Your business data is seldom located in a single repository. Worse, it is increasingly stored in numerous formats—from text and spreadsheets to video and audio files, owned by multiple stakeholders and geographically distributed. Then there’s the staggering amount of data, which IDC predicts will balloon 50% this year over 2012. That, in a nutshell, is the Big Data problem companies face today. Too much information strewn about too many servers in too many formats.
Compounding the Big Data dilemma is time. To be precise, real time. Increasingly, data flowing into an organization needs to be captured, accessed, analyzed, and acted upon in real time. The business forces driving time-to-decision expectations are accelerating just as the data volume, variety, and velocity issues are increasing. For many CIOs, taming the Big Data beast is both the scariest problem they face and the biggest untapped opportunity in front of them.
The SAP Real Time Data Platform approach to Big Data is the most complete coverage model in the market. While the SAP HANA in-memory platform is at the center of the SAP RTDP offering, its unique smart data access capability lets enterprises create a federation of disparate data sources, delivering the highest performance possible for both analytical and transactional workloads. For example, SAP HANA smart data access means queries can be optimized for and then executed on servers in the federation that are ideally suited for the task, essentially pushing down processing closer to where the data physically resides.
With hundreds of SAP HANA installations already deployed, there are plenty of real-world examples of companies who are getting the upper hand on the Big Data fiend. Let me just point to one.

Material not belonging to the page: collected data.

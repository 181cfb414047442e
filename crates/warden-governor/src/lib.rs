// crates/warden-governor/src/lib.rs
// ============================================================================
// Crate: warden-governor
// Description: Per-run budget, soft-degradation, and node-approval
//              enforcement at node entry (§4.F).
// ============================================================================

//! # warden-governor
//!
//! The governor is the executor's policy gate: before every node runs, the
//! executor asks [`ExecutionGovernor::check_node_execution`] whether it may
//! proceed. Budgets are enforced hard (deny the run) or soft (degrade
//! individual node types), and a separate node-level approval path lets
//! specific node types require a human decision at run time — distinct from
//! `warden-approvals`'s whole-IR ledger, per §4.F's note that the two layers
//! only interoperate through events.
//!
//! - [`budget`] — `Budget`, `LimitType`, and the monotonic run counters.
//! - [`policy`] — `GovernorPolicy`, the static configuration for one run.
//! - [`decision`] — `Decision`, `BudgetViolation`, and the decision log.
//! - [`governor`] — `ExecutionGovernor`, the stateful per-run instance.

pub mod budget;
pub mod decision;
pub mod governor;
pub mod policy;

pub use budget::Budget;
pub use budget::BudgetCounters;
pub use budget::LimitType;
pub use decision::BudgetViolation;
pub use decision::Decision;
pub use decision::DecisionLogEntry;
pub use decision::NodeApprovalStatus;
pub use governor::ExecutionGovernor;
pub use policy::GovernorPolicy;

An early adopter of SAP HANA technology in 2011 was Minneapolis-based Medtronic. The medical device manufacturer collects massive amounts of data about product reliability. Information arrives as commentary in text form from customer interaction and employee feedback as well as structured database feeds from various sources such as government entities. Reports based on these different data sources are needed up and down the organization and are used to continuously improve product quality.
The rapid growth of data within Medtronic’s data warehouse was hurting reporting performance, which is why IT there turned to SAP HANA. Its success at handling the vast volumes of structured and unstructured data in the area of product reliability has inspired Medtronic to, among other possibilities, potentially combine SAP ERP information with CRM data held in non-SAP sources.
As I’ve written here before, the SAP RTDP architecture is not limited to SAP branded applications. So SAP HANA smart data access lets an IT team integrate a network of large and disparate data sources, even if the information is residing in databases sold by SAP competitors, and even if it’s residing in Hadoop.
To that end, later this month at the SAPPHIRE NOW conference in Orlando, SAP and Intel will be showcasing how Hadoop and SAP HANA technology further advance the SAP RTDP vision. As most have already discovered, Hadoop is being adopted to manage and analyze unstructured data in today’s enterprise. At SAPPHIRE you’ll get to see it and SAP HANA run in a modern 10GigE Intel server cluster environment.
The Intel Distribution for Apache Hadoop is the first Hadoop distribution that has been designed from the silicon layer on up to deliver industry-leading performance, security, and scalability. It’s a perfect fit for the SAP HANA in-memory, high-performance database which also shares the same functional elegance of well optimized algorithms, cache efficiencies and MPP scaling derived from the latest Intel micro architecture.
If you are able to stop by during SAPPHIRE, you’ll also see, for example, how SAP Data Services integrated ETL capabilities can mine Hadoop-resident data and quickly load it into a SAP HANA database and combine it with structured data from other sources for blazingly fast contextual analysis. It’s so comprehensive and so quick, you might begin to think Big Data is not such a monster after all.